More than 150 photographs by Mathew Brady, George Barnard, Alexander Gardner and Andrew J. Russell — all from the Huntington’s rarely shown collection — present often brutal pictures of national catastrophe made with the recently invented camera. In the current wake of far-off wars in Afghanistan and Iraq, where the control of photographic images of death was pronounced, this timely show is likely to be both fascinating and painful.

Boone Gallery, Huntington Library, 1151 Oxford Road, San Marino; $8-$23; https://www.huntington.org

OCT. 20-JAN. 20

‘The Artful Recluse: Painting, Poetry and Politics in 17th-Century China’

The Imperial Chinese scholar-bureaucrats known as literati retired late in life from court intrigues to the contemplative isolation of rural or mountain enclaves. But being a recluse was less an escape than an immersion into cultural knowledge. The show’s nearly 60 paintings — including numerous loans from the National Palace Museum, Taiwan, as well as other collections — date from the late Ming (circa 1600-44) and the early Qing (1644–circa1700) dynasties.

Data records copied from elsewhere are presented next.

use rocket::serde::json::Json;
use rocket::{routes, serde::Serialize};

#[derive(Serialize)]
#[serde(crate = "rocket::serde")]
pub struct StatusResponse {
    pub message: &'static str,
}

#[rocket::get("/status")]
pub async fn status() -> Json<StatusResponse> {
    Json(StatusResponse { message: "Server is running" })
}

pub fn routes() -> Vec<rocket::Route> {
    routes![status]
}
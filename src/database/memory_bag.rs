use crate::auth::BagOwner;
use crate::clock::Clock;
use crate::database::bag::BagRepository;
use crate::error::app_error::AppError;
use crate::models::bag::{AddOutcome, BagLineItem, INVALID_ITEM};
use std::collections::HashMap;
use std::sync::Arc;
use tokio::sync::{Mutex, RwLock};

type OwnerBag = Arc<Mutex<Vec<BagLineItem>>>;

/// Process-local bag store.
///
/// Each owner's line items sit behind their own mutex, so a read-modify-write
/// on one bag never interleaves with another on the same bag while different
/// owners proceed independently. Items are kept in insertion order.
pub struct InMemoryBagRepository {
    clock: Arc<dyn Clock>,
    bags: RwLock<HashMap<BagOwner, OwnerBag>>,
}

impl InMemoryBagRepository {
    pub fn new(clock: Arc<dyn Clock>) -> Self {
        Self {
            clock,
            bags: RwLock::new(HashMap::new()),
        }
    }

    async fn existing(&self, owner: BagOwner) -> Option<OwnerBag> {
        self.bags.read().await.get(&owner).cloned()
    }

    async fn bag_for(&self, owner: BagOwner) -> OwnerBag {
        if let Some(bag) = self.existing(owner).await {
            return bag;
        }
        self.bags.write().await.entry(owner).or_default().clone()
    }
}

#[async_trait::async_trait]
impl BagRepository for InMemoryBagRepository {
    async fn add_or_merge(&self, owner: BagOwner, product_id: i64, quantity: i32) -> Result<AddOutcome, AppError> {
        let bag = self.bag_for(owner).await;
        let mut items = bag.lock().await;

        if let Some(item) = items.iter_mut().find(|item| item.product_id == product_id) {
            item.quantity = item
                .quantity
                .checked_add(quantity)
                .ok_or_else(|| AppError::BadRequest(INVALID_ITEM.to_string()))?;
            return Ok(AddOutcome::Updated);
        }

        items.push(BagLineItem {
            owner,
            product_id,
            quantity,
            added_at: self.clock.now(),
        });
        Ok(AddOutcome::Inserted)
    }

    async fn set_quantity(&self, owner: BagOwner, product_id: i64, quantity: i32) -> Result<bool, AppError> {
        let Some(bag) = self.existing(owner).await else {
            return Ok(false);
        };
        let mut items = bag.lock().await;

        match items.iter_mut().find(|item| item.product_id == product_id) {
            Some(item) => {
                item.quantity = quantity;
                Ok(true)
            }
            None => Ok(false),
        }
    }

    async fn remove_item(&self, owner: BagOwner, product_id: i64) -> Result<(), AppError> {
        if let Some(bag) = self.existing(owner).await {
            bag.lock().await.retain(|item| item.product_id != product_id);
        }
        Ok(())
    }

    async fn clear(&self, owner: BagOwner) -> Result<(), AppError> {
        if let Some(bag) = self.existing(owner).await {
            bag.lock().await.clear();
        }
        Ok(())
    }

    async fn list(&self, owner: BagOwner) -> Result<Vec<BagLineItem>, AppError> {
        let Some(bag) = self.existing(owner).await else {
            return Ok(Vec::new());
        };
        let items = bag.lock().await;
        Ok(items.iter().rev().cloned().collect())
    }

    async fn total_quantity(&self, owner: BagOwner) -> Result<i64, AppError> {
        let Some(bag) = self.existing(owner).await else {
            return Ok(0);
        };
        let items = bag.lock().await;
        Ok(items.iter().map(|item| i64::from(item.quantity)).sum())
    }
}
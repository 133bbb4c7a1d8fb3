use crate::error::app_error::ErrorBody;
use crate::error::page::{LOGIN_PATH, status_page};
use rocket::http::{Header, Method, Status};
use rocket::response::content::RawHtml;
use rocket::response::{Redirect, Responder};
use rocket::serde::json::Json;
use rocket::{Either, Request, catch, catchers};

/// Wraps a catcher response so the server drops the connection afterwards;
/// the unread remainder of an oversized body must not be parsed as the next
/// request.
#[derive(Responder)]
pub struct CloseConnection<R> {
    inner: R,
    connection: Header<'static>,
}

impl<R> CloseConnection<R> {
    pub fn new(inner: R) -> Self {
        Self {
            inner,
            connection: Header::new("Connection", "close"),
        }
    }
}

fn json_error(message: &str) -> Json<ErrorBody> {
    Json(ErrorBody::new(message))
}

fn api_message(status: Status) -> &'static str {
    match status.code {
        400 => "Bad request",
        401 => "Login required",
        404 => "Not found",
        409 => "Conflict",
        413 => "Request body too large",
        422 => "Invalid request body",
        500 => "Internal server error",
        _ => status.reason_lossy(),
    }
}

/// `POST /login` and `POST /register` are API calls mounted outside `/api`,
/// so their errors are answered in JSON by the root catchers too.
fn is_json_endpoint(req: &Request<'_>) -> bool {
    req.method() == Method::Post && matches!(req.uri().path().as_str(), "/login" | "/register")
}

#[catch(400)]
pub fn bad_request(_: &Request) -> Json<ErrorBody> {
    json_error(api_message(Status::BadRequest))
}

#[catch(401)]
pub fn unauthorized(_: &Request) -> Json<ErrorBody> {
    json_error(api_message(Status::Unauthorized))
}

#[catch(404)]
pub fn not_found(_: &Request) -> Json<ErrorBody> {
    json_error(api_message(Status::NotFound))
}

#[catch(409)]
pub fn conflict(_: &Request) -> Json<ErrorBody> {
    json_error(api_message(Status::Conflict))
}

#[catch(413)]
pub fn payload_too_large(_: &Request) -> CloseConnection<Json<ErrorBody>> {
    CloseConnection::new(json_error(api_message(Status::PayloadTooLarge)))
}

#[catch(422)]
pub fn unprocessable_entity(_: &Request) -> Json<ErrorBody> {
    json_error(api_message(Status::UnprocessableEntity))
}

#[catch(500)]
pub fn internal_error(_: &Request) -> Json<ErrorBody> {
    json_error(api_message(Status::InternalServerError))
}

#[catch(default)]
pub fn api_default(status: Status, _: &Request) -> Json<ErrorBody> {
    json_error(api_message(status))
}

pub fn api_catchers() -> Vec<rocket::Catcher> {
    catchers![bad_request, unauthorized, not_found, conflict, payload_too_large, unprocessable_entity, internal_error, api_default]
}

#[catch(401)]
pub fn login_redirect(req: &Request) -> Either<Json<ErrorBody>, Redirect> {
    if is_json_endpoint(req) {
        return Either::Left(json_error(api_message(Status::Unauthorized)));
    }
    Either::Right(Redirect::found(LOGIN_PATH))
}

#[catch(413)]
pub fn page_too_large(req: &Request) -> CloseConnection<Either<Json<ErrorBody>, RawHtml<String>>> {
    if is_json_endpoint(req) {
        return CloseConnection::new(Either::Left(json_error(api_message(Status::PayloadTooLarge))));
    }
    CloseConnection::new(Either::Right(status_page(Status::PayloadTooLarge, "The request body was too large.")))
}

#[catch(default)]
pub fn page_error(status: Status, req: &Request) -> Either<Json<ErrorBody>, RawHtml<String>> {
    if is_json_endpoint(req) {
        return Either::Left(json_error(api_message(status)));
    }

    let message = if status.class().is_server_error() {
        "Something went wrong on the server."
    } else {
        "The page you requested could not be served."
    };
    Either::Right(status_page(status, message))
}

pub fn page_catchers() -> Vec<rocket::Catcher> {
    catchers![login_redirect, page_too_large, page_error]
}
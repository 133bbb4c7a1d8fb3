pub mod bag;
pub mod dashboard;
pub mod memory_bag;
pub mod postgres_repository;
pub mod product;
pub mod user;
use crate::auth::BagOwner;
use crate::database::bag::BagRepository;
use crate::database::product::ProductRepository;
use crate::error::app_error::AppError;
use crate::models::bag::{AddOutcome, BagItemResponse, INVALID_ITEM};
use std::collections::HashMap;
use std::sync::Arc;
use tracing::{debug, warn};

/// Cart operations for a single [`BagOwner`], layered over the line-item
/// store and the product catalogue.
#[derive(Clone)]
pub struct BagService {
    bags: Arc<dyn BagRepository>,
    products: Arc<dyn ProductRepository>,
}

impl BagService {
    pub fn new(bags: Arc<dyn BagRepository>, products: Arc<dyn ProductRepository>) -> Self {
        Self { bags, products }
    }

    /// Adds `quantity` of an active product, merging with any existing line.
    pub async fn add_item(&self, owner: BagOwner, product_id: i64, quantity: i64) -> Result<AddOutcome, AppError> {
        if product_id < 1 || quantity < 1 {
            return Err(AppError::BadRequest(INVALID_ITEM.to_string()));
        }
        let quantity = i32::try_from(quantity).map_err(|_| AppError::BadRequest(INVALID_ITEM.to_string()))?;

        if self.products.get_product(product_id).await?.is_none() {
            return Err(AppError::BadRequest("Unknown product".to_string()));
        }

        let outcome = self.bags.add_or_merge(owner, product_id, quantity).await?;
        debug!(owner = %owner, product_id, quantity, outcome = ?outcome, "bag item added");
        Ok(outcome)
    }

    /// Overwrites the quantity; zero or below removes the line.
    pub async fn set_quantity(&self, owner: BagOwner, product_id: i64, quantity: i64) -> Result<(), AppError> {
        if quantity <= 0 {
            return self.remove_item(owner, product_id).await;
        }
        let quantity = i32::try_from(quantity).map_err(|_| AppError::BadRequest(INVALID_ITEM.to_string()))?;

        if !self.bags.set_quantity(owner, product_id, quantity).await? {
            return Err(AppError::NotFound("Item not in bag".to_string()));
        }

        debug!(owner = %owner, product_id, quantity, "bag quantity set");
        Ok(())
    }

    pub async fn remove_item(&self, owner: BagOwner, product_id: i64) -> Result<(), AppError> {
        self.bags.remove_item(owner, product_id).await?;
        debug!(owner = %owner, product_id, "bag item removed");
        Ok(())
    }

    pub async fn clear(&self, owner: BagOwner) -> Result<(), AppError> {
        self.bags.clear(owner).await?;
        debug!(owner = %owner, "bag cleared");
        Ok(())
    }

    /// Line items with product name and price, most recently added first.
    pub async fn list(&self, owner: BagOwner) -> Result<Vec<BagItemResponse>, AppError> {
        let items = self.bags.list(owner).await?;
        if items.is_empty() {
            return Ok(Vec::new());
        }

        let ids: Vec<i64> = items.iter().map(|item| item.product_id).collect();
        let products: HashMap<i64, _> = self.products.get_products(&ids).await?.into_iter().map(|p| (p.id, p)).collect();

        let listed = items
            .into_iter()
            .filter_map(|item| match products.get(&item.product_id) {
                Some(product) => Some(BagItemResponse {
                    product_id: item.product_id,
                    name: product.name.clone(),
                    price: product.price,
                    quantity: item.quantity,
                    added_at: item.added_at,
                }),
                None => {
                    warn!(owner = %owner, product_id = item.product_id, "bag references a product that no longer exists");
                    None
                }
            })
            .collect();

        Ok(listed)
    }

    /// Sum of quantities. Lookup failures are logged and read as an empty bag.
    pub async fn total_quantity(&self, owner: BagOwner) -> i64 {
        match self.bags.total_quantity(owner).await {
            Ok(total) => total,
            Err(e) => {
                warn!(owner = %owner, error = ?e, "bag count unavailable, reporting 0");
                0
            }
        }
    }
}
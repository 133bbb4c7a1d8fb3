use crate::auth::Role;
use rocket::FromForm;
use serde::{Deserialize, Serialize};
use validator::Validate;

/// Login candidate: one row per account table whose username matched.
#[derive(Debug, Clone)]
pub struct Account {
    pub id: i64,
    pub role: Role,
    pub password_hash: String,
}

#[derive(Deserialize, Debug, Default, FromForm)]
pub struct LoginRequest {
    pub user_id: Option<String>,
    pub username: Option<String>,
    pub password: Option<String>,
}

impl LoginRequest {
    /// `user_id` wins over `username`; blank values count as missing.
    pub fn credentials(&self) -> Option<(&str, &str)> {
        let login = [self.user_id.as_deref(), self.username.as_deref()]
            .into_iter()
            .flatten()
            .map(str::trim)
            .find(|value| !value.is_empty())?;
        let password = self.password.as_deref().filter(|value| !value.is_empty())?;
        Some((login, password))
    }
}

#[derive(Serialize, Debug)]
pub struct LoginResponse {
    pub success: bool,
    pub role: Role,
    #[serde(rename = "redirectUrl")]
    pub redirect_url: String,
}

#[derive(Deserialize, Debug, Validate, FromForm)]
pub struct RegisterRequest {
    #[validate(length(min = 1, max = 100))]
    pub name: String,
    #[validate(email)]
    pub email: String,
    #[validate(length(min = 3, max = 50))]
    pub username: String,
    #[validate(length(min = 8))]
    pub password: String,
    #[validate(length(max = 30))]
    pub phone: Option<String>,
}

#[derive(Serialize, Debug)]
pub struct RegisterResponse {
    pub success: bool,
    pub message: String,
}

/// Customer row to insert; the password is already hashed.
#[derive(Debug, Clone)]
pub struct NewCustomer {
    pub username: String,
    pub name: String,
    pub email: String,
    pub phone: Option<String>,
    pub password_hash: String,
}

#[derive(Debug, Clone, Copy, PartialEq, Eq)]
pub enum RegistrationConflict {
    Email,
    Username,
}

impl RegistrationConflict {
    pub fn message(self) -> &'static str {
        match self {
            RegistrationConflict::Email => "Email already registered",
            RegistrationConflict::Username => "Username already taken",
        }
    }
}
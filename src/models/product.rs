use serde::Serialize;

#[derive(Debug, Clone, PartialEq, Serialize, sqlx::FromRow)]
pub struct Product {
    pub id: i64,
    pub name: String,
    pub description: Option<String>,
    pub price: f64,
    pub quantity_in_stock: i32,
    pub department_id: Option<i64>,
    pub image_url: Option<String>,
    pub on_sale: bool,
}

#[derive(Debug, Clone, PartialEq, Serialize, sqlx::FromRow)]
pub struct Department {
    pub id: i64,
    pub name: String,
}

Santa Barbara Museum of Art, 1130 State St.; $6-$10; https://www.sbmuseart.org

OCT. 21-JAN. 7

‘Blues for Smoke’

MOCA sings the blues in diverse works by 50 American artists from the last half-century. The show is an effort to draw out formal and conceptual relationships between a profoundly moving and influential strain of 20th century African American music and visual art (painting, sculpture and installation) that emerged from the era of the civil rights movement and continues today.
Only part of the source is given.